In the material below, find every line containing the string "push" and return it.
:: Data supplied
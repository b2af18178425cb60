//! In-memory adapters for the task workflow ports.

use async_trait::async_trait;
use chrono::{DateTime, Utc};
use serde_json::Value;
use std::collections::HashMap;
use std::sync::{Arc, RwLock};

use crate::policy::ports::{
    ActivityScope, ActivityStore, ActivityStoreError, ActivityStoreResult,
};
use crate::records::domain::CampaignId;
use crate::records::ports::RecordStore;
use crate::task::domain::{Approval, ApprovalId, Task, TaskId, TaskStatus, TaskType};
use crate::task::ports::{
    ApprovalRepository, ApprovalRepositoryError, ApprovalRepositoryResult, AuditEntry, AuditError,
    AuditResult, AuditSink, EventResult, EventSink, TaskRepository, TaskRepositoryError,
    TaskRepositoryResult,
};

/// Thread-safe in-memory task repository.
#[derive(Debug, Clone, Default)]
pub struct InMemoryTaskRepository {
    tasks: Arc<RwLock<HashMap<TaskId, Task>>>,
}

impl InMemoryTaskRepository {
    /// Creates an empty repository.
    #[must_use]
    pub fn new() -> Self {
        Self::default()
    }

    /// Returns a snapshot of every stored task.
    ///
    /// # Errors
    ///
    /// Returns a persistence error when the lock is poisoned.
    pub fn snapshot(&self) -> TaskRepositoryResult<Vec<Task>> {
        let tasks = self.tasks.read().map_err(task_lock_error)?;
        Ok(tasks.values().cloned().collect())
    }
}

fn task_lock_error(err: impl std::fmt::Display) -> TaskRepositoryError {
    TaskRepositoryError::persistence(std::io::Error::other(err.to_string()))
}

#[async_trait]
impl TaskRepository for InMemoryTaskRepository {
    async fn store(&self, task: &Task) -> TaskRepositoryResult<()> {
        let mut tasks = self.tasks.write().map_err(task_lock_error)?;
        tasks.insert(task.id(), task.clone());
        Ok(())
    }

    async fn update(&self, task: &Task) -> TaskRepositoryResult<()> {
        let mut tasks = self.tasks.write().map_err(task_lock_error)?;
        if !tasks.contains_key(&task.id()) {
            return Err(TaskRepositoryError::NotFound(task.id()));
        }
        tasks.insert(task.id(), task.clone());
        Ok(())
    }

    async fn find_by_id(&self, id: TaskId) -> TaskRepositoryResult<Option<Task>> {
        let tasks = self.tasks.read().map_err(task_lock_error)?;
        Ok(tasks.get(&id).cloned())
    }

    async fn list_due_queued(&self, now: DateTime<Utc>) -> TaskRepositoryResult<Vec<Task>> {
        let tasks = self.tasks.read().map_err(task_lock_error)?;
        Ok(tasks
            .values()
            .filter(|task| task.status() == TaskStatus::Queued && task.scheduled_at() <= now)
            .cloned()
            .collect())
    }

    async fn list_by_campaigns(
        &self,
        campaign_ids: &[CampaignId],
    ) -> TaskRepositoryResult<Vec<Task>> {
        let tasks = self.tasks.read().map_err(task_lock_error)?;
        Ok(tasks
            .values()
            .filter(|task| campaign_ids.contains(&task.campaign_id()))
            .cloned()
            .collect())
    }
}

/// Thread-safe in-memory approval repository.
#[derive(Debug, Clone, Default)]
pub struct InMemoryApprovalRepository {
    approvals: Arc<RwLock<HashMap<ApprovalId, Approval>>>,
}

impl InMemoryApprovalRepository {
    /// Creates an empty repository.
    #[must_use]
    pub fn new() -> Self {
        Self::default()
    }
}

fn approval_lock_error(err: impl std::fmt::Display) -> ApprovalRepositoryError {
    ApprovalRepositoryError::persistence(std::io::Error::other(err.to_string()))
}

#[async_trait]
impl ApprovalRepository for InMemoryApprovalRepository {
    async fn store(&self, approval: &Approval) -> ApprovalRepositoryResult<()> {
        let mut approvals = self.approvals.write().map_err(approval_lock_error)?;
        let pending_exists = approval.is_pending()
            && approvals
                .values()
                .any(|existing| existing.task_id() == approval.task_id() && existing.is_pending());
        if pending_exists {
            return Err(ApprovalRepositoryError::PendingExists(approval.task_id()));
        }
        approvals.insert(approval.id(), approval.clone());
        Ok(())
    }

    async fn update(&self, approval: &Approval) -> ApprovalRepositoryResult<()> {
        let mut approvals = self.approvals.write().map_err(approval_lock_error)?;
        if !approvals.contains_key(&approval.id()) {
            return Err(ApprovalRepositoryError::NotFound(approval.id()));
        }
        approvals.insert(approval.id(), approval.clone());
        Ok(())
    }

    async fn find_pending_by_task(
        &self,
        task_id: TaskId,
    ) -> ApprovalRepositoryResult<Option<Approval>> {
        let approvals = self.approvals.read().map_err(approval_lock_error)?;
        Ok(approvals
            .values()
            .find(|approval| approval.task_id() == task_id && approval.is_pending())
            .cloned())
    }

    async fn list_expired_pending(
        &self,
        now: DateTime<Utc>,
    ) -> ApprovalRepositoryResult<Vec<Approval>> {
        let approvals = self.approvals.read().map_err(approval_lock_error)?;
        Ok(approvals
            .values()
            .filter(|approval| approval.is_pending() && approval.is_expired_at(now))
            .cloned()
            .collect())
    }
}

/// Activity store over the in-memory task repository.
///
/// Completion time is approximated by the task's `updated_at` timestamp,
/// which is exact for tasks that finished on their last mutation.
pub struct InMemoryActivityStore {
    tasks: InMemoryTaskRepository,
    records: Arc<dyn RecordStore>,
}

impl InMemoryActivityStore {
    /// Creates an activity view over the given task repository, using the
    /// record store to resolve campaign ownership for product and
    /// organization scopes.
    #[must_use]
    pub fn new(tasks: InMemoryTaskRepository, records: Arc<dyn RecordStore>) -> Self {
        Self { tasks, records }
    }

    async fn finished_tasks_in_scope(
        &self,
        scope: ActivityScope,
        since: Option<DateTime<Utc>>,
    ) -> ActivityStoreResult<Vec<Task>> {
        let snapshot = self
            .tasks
            .snapshot()
            .map_err(ActivityStoreError::persistence)?;
        let mut matched = Vec::new();
        for task in snapshot {
            if !matches!(task.status(), TaskStatus::Completed | TaskStatus::Evaluated) {
                continue;
            }
            if let Some(cutoff) = since {
                if task.updated_at() < cutoff {
                    continue;
                }
            }
            if self.in_scope(&task, scope).await? {
                matched.push(task);
            }
        }
        Ok(matched)
    }

    async fn in_scope(&self, task: &Task, scope: ActivityScope) -> ActivityStoreResult<bool> {
        match scope {
            ActivityScope::Connector(connector_id) => {
                Ok(task.connector_id() == Some(connector_id))
            }
            ActivityScope::Campaign(campaign_id) => Ok(task.campaign_id() == campaign_id),
            ActivityScope::Product(product_id) => {
                let campaign = self
                    .records
                    .find_campaign(task.campaign_id())
                    .await
                    .map_err(ActivityStoreError::persistence)?;
                Ok(campaign.is_some_and(|campaign| campaign.product_id() == Some(product_id)))
            }
            ActivityScope::Organization(organization_id) => {
                let campaign = self
                    .records
                    .find_campaign(task.campaign_id())
                    .await
                    .map_err(ActivityStoreError::persistence)?;
                Ok(campaign.is_some_and(|campaign| campaign.organization_id() == organization_id))
            }
        }
    }
}

#[async_trait]
impl ActivityStore for InMemoryActivityStore {
    async fn completed_task_count(
        &self,
        scope: ActivityScope,
        since: Option<DateTime<Utc>>,
        task_types: Option<&[TaskType]>,
    ) -> ActivityStoreResult<u64> {
        let matched = self.finished_tasks_in_scope(scope, since).await?;
        let count = matched
            .iter()
            .filter(|task| task_types.is_none_or(|types| types.contains(&task.task_type())))
            .count();
        Ok(u64::try_from(count).unwrap_or(u64::MAX))
    }

    async fn spend_cents(
        &self,
        scope: ActivityScope,
        since: Option<DateTime<Utc>>,
    ) -> ActivityStoreResult<i64> {
        let matched = self.finished_tasks_in_scope(scope, since).await?;
        Ok(matched
            .iter()
            .filter_map(Task::execution_result)
            .filter_map(|result| result.get("costCents"))
            .filter_map(Value::as_i64)
            .sum())
    }
}

/// In-memory audit sink retaining entries in insertion order.
#[derive(Debug, Clone, Default)]
pub struct InMemoryAuditSink {
    entries: Arc<RwLock<Vec<AuditEntry>>>,
}

impl InMemoryAuditSink {
    /// Creates an empty sink.
    #[must_use]
    pub fn new() -> Self {
        Self::default()
    }

    /// Returns a snapshot of the trail.
    ///
    /// # Errors
    ///
    /// Returns a persistence error when the lock is poisoned.
    pub fn entries(&self) -> AuditResult<Vec<AuditEntry>> {
        let entries = self
            .entries
            .read()
            .map_err(|err| AuditError::persistence(std::io::Error::other(err.to_string())))?;
        Ok(entries.clone())
    }
}

#[async_trait]
impl AuditSink for InMemoryAuditSink {
    async fn record(&self, entry: AuditEntry) -> AuditResult<()> {
        let mut entries = self
            .entries
            .write()
            .map_err(|err| AuditError::persistence(std::io::Error::other(err.to_string())))?;
        entries.push(entry);
        Ok(())
    }
}

/// In-memory event sink retaining emitted notifications.
#[derive(Debug, Clone, Default)]
pub struct InMemoryEventSink {
    events: Arc<RwLock<Vec<(TaskId, Value)>>>,
}

impl InMemoryEventSink {
    /// Creates an empty sink.
    #[must_use]
    pub fn new() -> Self {
        Self::default()
    }

    /// Returns the `(task, metrics)` pairs emitted so far.
    #[must_use]
    pub fn emitted(&self) -> Vec<(TaskId, Value)> {
        self.events
            .read()
            .map(|events| events.clone())
            .unwrap_or_default()
    }
}

#[async_trait]
impl EventSink for InMemoryEventSink {
    async fn metrics_collected(&self, task: &Task, metrics: &Value) -> EventResult<()> {
        if let Ok(mut events) = self.events.write() {
            events.push((task.id(), metrics.clone()));
        }
        Ok(())
    }
}
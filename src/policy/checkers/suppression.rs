//! Suppression checker: a deliberately soft control that always passes but
//! recommends a suppression-list cross-check for the extracted recipients.

use super::CheckContext;
use crate::policy::domain::{CheckOutcome, CheckerFault, Policy, SuppressionRule, Warning};
use crate::task::domain::Task;
use serde_json::Value;

pub(super) fn check(
    policy: &Policy,
    rule: &SuppressionRule,
    task: &Task,
    ctx: &CheckContext<'_>,
) -> Result<CheckOutcome, CheckerFault> {
    let recipients = extract_recipients(task.input_params());

    Ok(CheckOutcome::pass_with_warning(Warning::new(
        policy,
        "recipients were not cross-checked against suppression lists",
        serde_json::json!({
            "recipientCount": recipients.len(),
            "recipients": recipients,
            "checkGlobalList": rule.check_global_list,
            "checkProductList": rule.check_product_list,
            "suppressionListId": rule.suppression_list_id,
        }),
        ctx.now,
    )))
}

/// Pulls recipient addresses from the task's `to` and `recipients` input
/// parameters; both may be a single string or an array of strings.
fn extract_recipients(params: &Value) -> Vec<String> {
    let mut recipients = Vec::new();
    for key in ["to", "recipients"] {
        match params.get(key) {
            Some(Value::String(address)) => recipients.push(address.clone()),
            Some(Value::Array(addresses)) => recipients.extend(
                addresses
                    .iter()
                    .filter_map(Value::as_str)
                    .map(str::to_owned),
            ),
            _ => {}
        }
    }
    recipients
}
//! Adapter implementations for the policy context.

pub mod memory;
//! Organization, campaign, product, and connector records.
//!
//! The workflow and the policy engine treat these as a record store keyed by
//! id: campaigns resolve to their owning organization and optional product,
//! connectors describe delivery channels, and the organization carries the
//! sandbox flag flipped by an emergency stop. The module follows hexagonal
//! architecture:
//!
//! - Domain types in [`domain`]
//! - Port contracts in [`ports`]
//! - Adapter implementations in [`adapters`]

pub mod adapters;
pub mod domain;
pub mod ports;

#[cfg(test)]
mod tests;
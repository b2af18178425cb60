//! Domain model for the content-production task lifecycle.
//!
//! The task aggregate owns the workflow state machine; the approval aggregate
//! records human sign-off with a content digest so that stale or late
//! resolutions are detectable. All infrastructure concerns stay outside the
//! domain boundary.

mod approval;
mod error;
mod ids;
mod task;
mod task_type;

pub use approval::{Approval, ApprovalStatus};
pub use error::{
    ParseApprovalStatusError, ParseTaskStatusError, ParseTaskTypeError, TaskDomainError,
};
pub use ids::{ApprovalId, TaskId};
pub use task::{Task, TaskErrorEntry, TaskStatus, WorkflowStep};
pub use task_type::TaskType;
//! Organization aggregate.

use super::{OrganizationId, RecordDomainError};
use serde::{Deserialize, Serialize};

/// Organization aggregate root.
///
/// The `sandboxed` flag is set by an emergency stop and read by downstream
/// drafting and execution collaborators before they act; it is deliberately
/// an explicit field rather than ambient global state.
#[derive(Debug, Clone, PartialEq, Eq, Serialize, Deserialize)]
pub struct Organization {
    id: OrganizationId,
    name: String,
    sandboxed: bool,
}

impl Organization {
    /// Creates an organization with a fresh identifier.
    ///
    /// # Errors
    ///
    /// Returns [`RecordDomainError::EmptyOrganizationName`] when the name is
    /// empty after trimming.
    pub fn new(name: impl Into<String>) -> Result<Self, RecordDomainError> {
        let name = name.into();
        if name.trim().is_empty() {
            return Err(RecordDomainError::EmptyOrganizationName);
        }
        Ok(Self {
            id: OrganizationId::new(),
            name,
            sandboxed: false,
        })
    }

    /// Returns the organization identifier.
    #[must_use]
    pub const fn id(&self) -> OrganizationId {
        self.id
    }

    /// Returns the organization name.
    #[must_use]
    pub fn name(&self) -> &str {
        &self.name
    }

    /// Returns whether the organization is sandboxed.
    #[must_use]
    pub const fn is_sandboxed(&self) -> bool {
        self.sandboxed
    }

    /// Places the organization in sandbox mode.
    ///
    /// Idempotent: sandboxing an already-sandboxed organization is a no-op.
    pub fn enter_sandbox(&mut self) {
        self.sandboxed = true;
    }

    /// Lifts sandbox mode.
    pub fn leave_sandbox(&mut self) {
        self.sandboxed = false;
    }
}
::::
# [Result of the exercise]
                matched.push(task);
        entries.push(entry);
            events.push((task.id(), metrics.clone()));
            Some(Value::String(address)) => recipients.push(address.clone()),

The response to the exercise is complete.